Saudi Arabia faithfully delivered the extra curbs promised in June, and the laggards, though still trailing in implementing the cuts, stepped up their performance, according to a Bloomberg survey. Opec and its partners’ record output cuts since May have helped revive the oil market, but a recent surge of Covid-19 infections in countries including the U.S. is highlighting the fragility of the revival.

The Organization of Petroleum Exporting Countries cut production by 1.93 million barrels a day to 22.69 million a day last month, according to the survey. That’s the lowest since May 1991, though membership changes since then affect the comparison.

The survey is based on information from officials, ship-tracking data and estimates from consultants including Rystad Energy A/S, Rapidan Energy Group, JBC Energy GmbH and Kpler SAS.

The intervention by Opec+, the coalition that spans the cartel plus outsiders such as Russia, has helped more than double benchmark Brent crude from the lows of April, when the virus outbreak is estimated to have taken out about a third of global demand. Prices were above $41 a barrel on Wednesday.

Yet the pullback in the group’s output to the lowest in almost three decades illustrates the scale of the sacrifice involved.

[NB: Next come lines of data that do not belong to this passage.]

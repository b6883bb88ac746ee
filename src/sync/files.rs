//! Path-level helpers around [`SyncEngine`]
//!
//! Outputs are always created fresh. When a pass fails, whatever it managed
//! to write is removed so a half-written signature, delta or target is never
//! left behind looking valid.

use crate::sync::apply::ApplySummary;
use crate::sync::delta::DeltaStats;
use crate::sync::engine::SyncEngine;
use crate::sync::error::{Result, SyncError};
use crate::sync::signature::SignatureSummary;
use std::fs::{self, File};
use std::io::{BufReader, BufWriter, Write};
use std::path::{Path, PathBuf};

impl SyncEngine {
    /// Write the signature of the file at `base` to `signature`
    pub fn generate_signature_file(&self, base: &Path, signature: &Path) -> Result<SignatureSummary> {
        let mut input = self.open_input(base)?;
        write_output(signature, |out| {
            let mut out = BufWriter::with_capacity(self.config().io_buffer_size, out);
            let summary = self.generate_signature(&mut input, &mut out)?;
            out.flush()?;
            Ok(summary)
        })
    }

    /// Write the delta of the file at `source` against `signature` to `delta`
    pub fn generate_delta_file(&self, source: &Path, signature: &Path, delta: &Path) -> Result<DeltaStats> {
        let mut input = self.open_input(source)?;
        let mut sig = self.open_input(signature)?;
        // The generator buffers its own writes and seeks back to patch lengths
        write_output(delta, |out| self.generate_delta(&mut input, &mut sig, out))
    }

    /// Rebuild the source into `target` from the files at `base` and `delta`
    pub fn apply_delta_file(&self, base: &Path, delta: &Path, target: &Path) -> Result<ApplySummary> {
        let mut base = self.open_input(base)?;
        let mut delta = self.open_input(delta)?;
        write_output(target, |out| {
            let mut out = BufWriter::with_capacity(self.config().io_buffer_size, out);
            let summary = self.apply_delta(&mut base, &mut delta, &mut out)?;
            out.flush()?;
            Ok(summary)
        })
    }

    /// Async variant of [`SyncEngine::generate_signature_file`]
    pub async fn generate_signature_file_async(
        &self,
        base: impl Into<PathBuf>,
        signature: impl Into<PathBuf>,
    ) -> Result<SignatureSummary> {
        let (base, signature) = (base.into(), signature.into());
        self.spawn(move |engine| engine.generate_signature_file(&base, &signature))
            .await
    }

    /// Async variant of [`SyncEngine::generate_delta_file`]
    pub async fn generate_delta_file_async(
        &self,
        source: impl Into<PathBuf>,
        signature: impl Into<PathBuf>,
        delta: impl Into<PathBuf>,
    ) -> Result<DeltaStats> {
        let (source, signature, delta) = (source.into(), signature.into(), delta.into());
        self.spawn(move |engine| engine.generate_delta_file(&source, &signature, &delta))
            .await
    }

    /// Async variant of [`SyncEngine::apply_delta_file`]
    pub async fn apply_delta_file_async(
        &self,
        base: impl Into<PathBuf>,
        delta: impl Into<PathBuf>,
        target: impl Into<PathBuf>,
    ) -> Result<ApplySummary> {
        let (base, delta, target) = (base.into(), delta.into(), target.into());
        self.spawn(move |engine| engine.apply_delta_file(&base, &delta, &target))
            .await
    }

    /// Run a blocking pass on the tokio blocking pool
    async fn spawn<T, F>(&self, pass: F) -> Result<T>
    where
        T: Send + 'static,
        F: FnOnce(&SyncEngine) -> Result<T> + Send + 'static,
    {
        let engine = self.clone();
        tokio::task::spawn_blocking(move || pass(&engine))
            .await
            .map_err(|e| SyncError::BackgroundTask(e.to_string()))?
    }

    fn open_input(&self, path: &Path) -> Result<BufReader<File>> {
        let file = File::open(path)?;
        Ok(BufReader::with_capacity(self.config().io_buffer_size, file))
    }
}

/// Create `path` afresh and run `write` on it, removing the file on failure
fn write_output<T, F>(path: &Path, write: F) -> Result<T>
where
    F: FnOnce(&mut File) -> Result<T>,
{
    let mut file = File::create(path)?;
    let result = write(&mut file).and_then(|value| {
        file.sync_all()?;
        Ok(value)
    });
    drop(file);

    if let Err(e) = &result {
        tracing::warn!("Discarding partial output {}: {}", path.display(), e);
        if let Err(remove_err) = fs::remove_file(path) {
            tracing::warn!(
                "Failed to remove partial output {}: {}",
                path.display(),
                remove_err
            );
        }
    }
    result
}
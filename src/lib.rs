//! rsync-style delta synchronization
//!
//! A base file is summarised into a signature of per-block weak and strong
//! hashes. A source file is scanned against that signature with a rolling
//! window to produce a compact delta of block references and literal runs,
//! and the delta is replayed against the base to rebuild the source.

pub mod config;
pub mod integrity;
pub mod metrics;
pub mod sync;

pub use config::SyncConfig;
pub use sync::{
    DeltaApplier, DeltaGenerator, DeltaRecord, DeltaStats, SignatureGenerator, SignatureIndex,
    SyncEngine, SyncError,
};
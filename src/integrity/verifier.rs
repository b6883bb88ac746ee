use crate::integrity::error::{IntegrityError, IntegrityResult};
use blake3::Hasher;
use std::io::{ErrorKind, Read};
use std::path::Path;
use tokio::io::AsyncReadExt;

/// Checks that a reconstructed target matches the source it came from
///
/// Deltas carry no checksum of their own, so callers that want end-to-end
/// assurance compare digests of source and target out of band.
pub struct IntegrityVerifier;

impl IntegrityVerifier {
    /// Calculate BLAKE3 checksum for byte slice
    pub fn calculate_checksum(data: &[u8]) -> [u8; 32] {
        let mut hasher = Hasher::new();
        hasher.update(data);
        *hasher.finalize().as_bytes()
    }

    /// Calculate BLAKE3 checksum of everything a reader yields
    pub fn calculate_reader_checksum<R: Read>(reader: &mut R) -> IntegrityResult<[u8; 32]> {
        let mut hasher = Hasher::new();
        let mut buffer = vec![0u8; 8192];

        loop {
            let n = match reader.read(&mut buffer) {
                Ok(0) => break,
                Ok(n) => n,
                Err(e) if e.kind() == ErrorKind::Interrupted => continue,
                Err(e) => return Err(e.into()),
            };
            hasher.update(&buffer[..n]);
        }

        Ok(*hasher.finalize().as_bytes())
    }

    /// Calculate BLAKE3 checksum for file (streaming)
    pub async fn calculate_file_checksum(path: &Path) -> IntegrityResult<[u8; 32]> {
        let mut file = tokio::fs::File::open(path).await.map_err(|e| {
            IntegrityError::FileNotFound(format!("{}: {}", path.display(), e))
        })?;

        let mut hasher = Hasher::new();
        let mut buffer = vec![0u8; 8192];

        loop {
            let n = file.read(&mut buffer).await?;
            if n == 0 {
                break;
            }
            hasher.update(&buffer[..n]);
        }

        Ok(*hasher.finalize().as_bytes())
    }

    /// Verify that `actual` has the same content as `expected`
    pub fn verify_reconstruction(expected: &[u8], actual: &[u8]) -> IntegrityResult<()> {
        Self::verify_checksum(
            Self::calculate_checksum(expected),
            Self::calculate_checksum(actual),
        )
    }

    /// Verify that two files have identical content
    pub async fn verify_files(expected: &Path, actual: &Path) -> IntegrityResult<()> {
        let expected_sum = Self::calculate_file_checksum(expected).await?;
        let actual_sum = Self::calculate_file_checksum(actual).await?;
        Self::verify_checksum(expected_sum, actual_sum)
    }

    fn verify_checksum(expected: [u8; 32], actual: [u8; 32]) -> IntegrityResult<()> {
        if expected != actual {
            return Err(IntegrityError::ChecksumMismatch { expected, actual });
        }
        Ok(())
    }
}

#[cfg(test)]
mod tests {
    use super::*;
    use std::io::Cursor;
    use tempfile::TempDir;
    use tokio::io::AsyncWriteExt;

    #[test]
    fn test_checksum_calculation() {
        let data = b"Hello, World!";
        let checksum = IntegrityVerifier::calculate_checksum(data);
        assert_eq!(checksum.len(), 32);

        // Same data should produce same checksum
        let checksum2 = IntegrityVerifier::calculate_checksum(data);
        assert_eq!(checksum, checksum2);

        // Different data should produce different checksum
        let data2 = b"Hello, Rust!";
        let checksum3 = IntegrityVerifier::calculate_checksum(data2);
        assert_ne!(checksum, checksum3);
    }

    #[test]
    fn test_reader_checksum() {
        let data = vec![7u8; 20_000];
        let from_reader =
            IntegrityVerifier::calculate_reader_checksum(&mut Cursor::new(&data)).unwrap();

        assert_eq!(from_reader, IntegrityVerifier::calculate_checksum(&data));
    }

    #[tokio::test]
    async fn test_file_checksum() {
        let temp_dir = TempDir::new().unwrap();
        let file_path = temp_dir.path().join("test.txt");

        let data = b"Test file content for checksum verification";
        let mut file = tokio::fs::File::create(&file_path).await.unwrap();
        file.write_all(data).await.unwrap();
        file.sync_all().await.unwrap();
        drop(file);

        let file_checksum = IntegrityVerifier::calculate_file_checksum(&file_path)
            .await
            .unwrap();
        let data_checksum = IntegrityVerifier::calculate_checksum(data);

        assert_eq!(file_checksum, data_checksum);
    }

    #[tokio::test]
    async fn test_missing_file() {
        let temp_dir = TempDir::new().unwrap();
        let result =
            IntegrityVerifier::calculate_file_checksum(&temp_dir.path().join("missing")).await;

        assert!(matches!(result, Err(IntegrityError::FileNotFound(_))));
    }

    #[test]
    fn test_verify_reconstruction() {
        assert!(IntegrityVerifier::verify_reconstruction(b"same", b"same").is_ok());

        let result = IntegrityVerifier::verify_reconstruction(b"source", b"target");
        assert!(matches!(
            result,
            Err(IntegrityError::ChecksumMismatch { .. })
        ));
    }

    #[tokio::test]
    async fn test_verify_files() {
        let temp_dir = TempDir::new().unwrap();
        let a = temp_dir.path().join("a");
        let b = temp_dir.path().join("b");
        tokio::fs::write(&a, b"content").await.unwrap();
        tokio::fs::write(&b, b"content").await.unwrap();

        assert!(IntegrityVerifier::verify_files(&a, &b).await.is_ok());

        tokio::fs::write(&b, b"changed").await.unwrap();
        assert!(IntegrityVerifier::verify_files(&a, &b).await.is_err());
    }
}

Opec+ pledged 9.7 million barrels a day of cuts at a meeting in April -- about 10% of global supplies -- and some of its Middle East members then promised to voluntarily cut even deeper in June.

Saudi Arabia, the group’s biggest member, cut back by 1.13 million barrels a day to 7.53 million in June, fully implementing its additional voluntary reduction. Fellow Persian Gulf exporters Kuwait and the United Arab Emirates met their Opec-mandated targets, but fulfilled only a small part of the extra curbs.